I write in my book (At Home on the Kazakh Steppe) that it’s those “cultural differences that make me gasp, make me shout, ‘oh no’ that are of most interest to me.” And, living in historically nomadic, predominately Muslim, and proudly communal Kazakhstan, it was easy for me to come up with many examples of cultural differences I met every day.
Lately I’ve become interested in the cultural differences that
might make me gasp right here at home.
Before I proceed, I’d ask you to take just a moment and see if any particular ones come to mind. I know readers to my blog come from many countries, and I’ll be interested at the end to learn what LOCAL challenges from cultural differences you find in your own backyard. Any that have made you gasp?
These might stem from different religious practices, different ethnic heritages, different regions of our own country (which, if you go back far enough, is also an ethnic heritage difference, often), different gender, age, marital status, level of education. You get the idea.
Cultural differences are all around us. Often, we’re just used to them and no longer bat an eye. But sometimes the jump out at us, startling us in the least, filling us with curiosity perhaps, or filling us with fear or anger. These instances are occuring at a faster and faster pace.
Today’s post is intended as a primer, a How To essay on what to do when you find yourself in one of those “oh no” moments. And you will, if you haven’t already.
So, sit for a moment and see what comes to mind. Write them down too if you can.
Really, I will.
OK. Let’s move on.
In my case, my own backyard (and for about 200 acres beyond that) contains only wildlife. So, for today’s blog, I’ve looked for cultural differences that made the news in the USA this past month. I found two, both dealing with different notions of parenting. Today I’ll post on one of them.
I wonder if it’s one you also noted.
These photos are from NPR.org’s “most emailed stories” collection which picked up the story from Cosmopolitan Magazine (January 15), where it had garnered 1,176 Comments and over 24,000 Shares.
The article was entitled, What’s Right About A 6-Year-Old Who Breast-Feeds
Small print: my interest here is not on who or what is right or wrong. That’s too easy. My focus is on recognizing when a cultural difference is staring us in the face, getting clear about our initial reaction and owning it as ours (and not “she made me feel this way”) and understanding what value of ours we felt the behavior crossed.
Keep in mind too that some differences are “idiosyncratic,” meaning it’s a difference at the individual level, not at the level of culture. To be a “cultural difference,” there must be others engaged in the same behavior and with whom the participant feels a sense of tribal connection. Social movements qualify.

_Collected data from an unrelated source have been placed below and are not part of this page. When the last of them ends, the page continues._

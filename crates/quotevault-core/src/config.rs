use serde::{Deserialize, Serialize};
use std::path::PathBuf;

/// Main configuration structure
///
/// Loaded from the platform config dir, with sensible defaults when the
/// file is missing. CLI flags override individual fields at the call site.
#[derive(Debug, Clone, Serialize, Deserialize, Default)]
pub struct Config {
    #[serde(default)]
    pub remote: RemoteConfig,
    #[serde(default)]
    pub sync: SyncConfig,
    #[serde(default)]
    pub storage: StorageConfig,
}

impl Config {
    /// Load config from default location, falling back to defaults
    pub fn load() -> crate::Result<Self> {
        let config_path = Self::config_path()?;

        if config_path.exists() {
            let contents = std::fs::read_to_string(&config_path)?;
            let config: Config = toml::from_str(&contents)
                .map_err(|e| crate::Error::Config(format!("Failed to parse config: {}", e)))?;
            Ok(config)
        } else {
            Ok(Self::default())
        }
    }

    /// Save config to disk
    pub fn save(&self) -> crate::Result<()> {
        let config_path = Self::config_path()?;

        if let Some(parent) = config_path.parent() {
            std::fs::create_dir_all(parent)?;
        }

        let contents = toml::to_string_pretty(self)
            .map_err(|e| crate::Error::Config(format!("Failed to serialize config: {}", e)))?;

        std::fs::write(&config_path, contents)?;
        Ok(())
    }

    fn config_path() -> crate::Result<PathBuf> {
        let config_dir = dirs::config_dir()
            .ok_or_else(|| crate::Error::Config("Could not find config directory".into()))?
            .join("quotevault");
        Ok(config_dir.join("config.toml"))
    }

    /// Where the quote database lives: configured override, or the
    /// platform data dir.
    pub fn data_path(&self) -> crate::Result<PathBuf> {
        if let Some(path) = &self.storage.path {
            return Ok(path.clone());
        }
        let data_dir = dirs::data_dir()
            .ok_or_else(|| crate::Error::Config("Could not find data directory".into()))?
            .join("quotevault");
        Ok(data_dir.join("quotes.db"))
    }
}

#[derive(Debug, Clone, Serialize, Deserialize)]
pub struct RemoteConfig {
    /// Base URL of the mock REST endpoint
    #[serde(default = "default_base_url")]
    pub base_url: String,

    /// Whether periodic sync runs at all
    #[serde(default = "default_enabled")]
    pub enabled: bool,

    /// Mirror locally added quotes to the write endpoint
    #[serde(default)]
    pub mirror_writes: bool,

    /// Cap on how many remote records one fetch pulls in
    #[serde(default = "default_fetch_limit")]
    pub fetch_limit: usize,
}

fn default_base_url() -> String {
    quotevault_remote::DEFAULT_BASE_URL.to_string()
}

fn default_enabled() -> bool {
    true
}

fn default_fetch_limit() -> usize {
    10 // the mock endpoint has 100 posts; nobody wants all of them
}

impl Default for RemoteConfig {
    fn default() -> Self {
        Self {
            base_url: default_base_url(),
            enabled: default_enabled(),
            mirror_writes: false,
            fetch_limit: default_fetch_limit(),
        }
    }
}

#[derive(Debug, Clone, Serialize, Deserialize)]
pub struct SyncConfig {
    /// Seconds between sync ticks
    #[serde(default = "default_interval")]
    pub interval_secs: u64,
}

fn default_interval() -> u64 {
    30
}

impl Default for SyncConfig {
    fn default() -> Self {
        Self {
            interval_secs: default_interval(),
        }
    }
}

#[derive(Debug, Clone, Serialize, Deserialize, Default)]
pub struct StorageConfig {
    /// Override for the quote database path
    #[serde(default, skip_serializing_if = "Option::is_none")]
    pub path: Option<PathBuf>,
}

#[cfg(test)]
mod tests {
    use super::*;

    #[test]
    fn defaults_are_sane() {
        let config = Config::default();
        assert!(config.remote.enabled);
        assert!(!config.remote.mirror_writes);
        assert_eq!(config.sync.interval_secs, 30);
        assert_eq!(config.remote.fetch_limit, 10);
        assert!(config.remote.base_url.starts_with("https://"));
    }

    #[test]
    fn config_round_trips_through_toml() {
        let config = Config::default();
        let toml = toml::to_string(&config).unwrap();
        let parsed: Config = toml::from_str(&toml).unwrap();
        assert_eq!(parsed.sync.interval_secs, config.sync.interval_secs);
        assert_eq!(parsed.remote.base_url, config.remote.base_url);
    }

    #[test]
    fn partial_config_fills_in_defaults() {
        let parsed: Config = toml::from_str("[sync]\ninterval_secs = 5\n").unwrap();
        assert_eq!(parsed.sync.interval_secs, 5);
        assert!(parsed.remote.enabled);
        assert_eq!(parsed.remote.base_url, default_base_url());
    }

    #[test]
    fn data_path_override_wins() {
        let mut config = Config::default();
        config.storage.path = Some(PathBuf::from("/tmp/custom.db"));
        assert_eq!(config.data_path().unwrap(), PathBuf::from("/tmp/custom.db"));
    }
}
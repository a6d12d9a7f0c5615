use chrono::{DateTime, Utc};
use serde::{Deserialize, Serialize};

/// Sentinel filter value meaning "no filter".
pub const NO_FILTER: &str = "all";

/// Category assigned when the user leaves it blank.
pub const DEFAULT_CATEGORY: &str = "uncategorized";

/// Id prefix for remotely sourced quotes, so a merge can never collide a
/// remote record with a locally generated id.
pub const REMOTE_ID_PREFIX: &str = "remote-";

/// Quote model - the star of the show
#[derive(Debug, Clone, Serialize, Deserialize, PartialEq, Eq)]
pub struct Quote {
    pub id: String,
    pub text: String,
    pub category: String,
    #[serde(default, skip_serializing_if = "Option::is_none")]
    pub author: Option<String>,
}

impl Quote {
    /// Whether this quote came in through a sync rather than user input.
    pub fn is_remote(&self) -> bool {
        self.id.starts_with(REMOTE_ID_PREFIX)
    }
}

/// Fields an edit may change; `None` leaves the field alone.
#[derive(Debug, Clone, Default)]
pub struct QuotePatch {
    pub text: Option<String>,
    pub category: Option<String>,
    pub author: Option<String>,
}

impl QuotePatch {
    pub fn is_empty(&self) -> bool {
        self.text.is_none() && self.category.is_none() && self.author.is_none()
    }
}

/// Outcome of one sync tick. Transient; only feeds status output.
#[derive(Debug, Clone)]
pub struct SyncResult {
    /// Did the merged collection's size differ from before?
    pub changed: bool,
    /// How many usable records the remote returned.
    pub fetched: usize,
    /// How many local quotes were mirrored outward this tick.
    pub pushed: usize,
    pub error: Option<String>,
    pub checked_at: DateTime<Utc>,
}

impl SyncResult {
    pub fn failed(error: impl std::fmt::Display) -> Self {
        Self {
            changed: false,
            fetched: 0,
            pushed: 0,
            error: Some(error.to_string()),
            checked_at: Utc::now(),
        }
    }

    pub fn is_ok(&self) -> bool {
        self.error.is_none()
    }
}

/// Lowercase and trim a category label, falling back to the default when
/// nothing useful is left.
pub fn normalize_category(raw: &str) -> String {
    let trimmed = raw.trim().to_lowercase();
    if trimmed.is_empty() {
        DEFAULT_CATEGORY.to_string()
    } else {
        trimmed
    }
}

/// Seed set used when the store is empty or unreadable.
pub fn default_quotes() -> Vec<Quote> {
    vec![
        Quote {
            id: "seed-1".to_string(),
            text: "The only limit to our realization of tomorrow is our doubts of today."
                .to_string(),
            category: "inspiration".to_string(),
            author: None,
        },
        Quote {
            id: "seed-2".to_string(),
            text: "Simplicity is the soul of efficiency.".to_string(),
            category: "productivity".to_string(),
            author: None,
        },
        Quote {
            id: "seed-3".to_string(),
            text: "Write code as if the person who maintains it is a violent psychopath \
                   who knows where you live."
                .to_string(),
            category: "dev".to_string(),
            author: None,
        },
        Quote {
            id: "seed-4".to_string(),
            text: "Small daily improvements are the key to staggering long-term results."
                .to_string(),
            category: "habit".to_string(),
            author: None,
        },
    ]
}

#[cfg(test)]
mod tests {
    use super::*;

    #[test]
    fn category_normalization() {
        assert_eq!(normalize_category("  Dev "), "dev");
        assert_eq!(normalize_category("HABIT"), "habit");
        assert_eq!(normalize_category(""), DEFAULT_CATEGORY);
        assert_eq!(normalize_category("   "), DEFAULT_CATEGORY);
    }

    #[test]
    fn seed_set_has_four_distinct_quotes() {
        let seeds = default_quotes();
        assert_eq!(seeds.len(), 4);
        let mut ids: Vec<_> = seeds.iter().map(|q| q.id.as_str()).collect();
        ids.sort_unstable();
        ids.dedup();
        assert_eq!(ids.len(), 4);
    }

    #[test]
    fn remote_prefix_detection() {
        let remote = Quote {
            id: "remote-12".to_string(),
            text: "x".to_string(),
            category: "server".to_string(),
            author: None,
        };
        assert!(remote.is_remote());
        assert!(!default_quotes()[0].is_remote());
    }

    #[test]
    fn quote_omits_absent_author_when_serialized() {
        let quote = default_quotes().remove(0);
        let json = serde_json::to_string(&quote).unwrap();
        assert!(!json.contains("author"));

        // And older payloads without the field still parse
        let parsed: Quote = serde_json::from_str(&json).unwrap();
        assert_eq!(parsed, quote);
    }
}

For example, when I breastfed my sons, I felt a bond of connection with other nursing mothers which I did not feel with mothers of bottle-fed babies. I wanted to be a part of this culture, this tribe of breast feeding women. Women who bottle fed were the “other.” And yes, where there’s a culture, there’s a “not-in-the-culture” as well, by definition.
As ever, I’m interested in exploring ways to co-exist with “other ways of doing it,” whatever the “it” might be. I’m curious about when and how we find it particularly difficult to accept the other point of view.
So, back to our breastfeeding six year olds. Here’s another photo from the same thread:
From the article entitled, Why This Mother Is Still Breast-Feeding Her 6-Year-Old Daughter
In my day (I love saying that, let me do it again) In my day, the big fuss regarding breastfeeding was over where and how much covering was required. The thinking was that breast feeding shouldn’t be too obvious, too public.
My, how times have changed.
Here are some questions to get you started. Think to the first time you saw one of these photos.
1.Did you gasp?
2. Could you name your initial emotional reaction? (e.g., mad, sad, glad, afraid, bored)
3. Was there a value of yours involved here? If so, which one?
4. Did that change as you learned more?
Parental responsibility, I think, is an arena that hits close to home. Next week’s post will continue in this vein, but with a different story line to start from.
You can read more about this story at these links.
HOW ABOUT YOU? What local cultural differences have challenged you? Did you think a bit more about how (and why) you “do it differently?” Did you identify a value you hold that felt threatened here? Did you arrive at a different or deeper appreciation of your own value, or a better understanding of why you do it the way you do?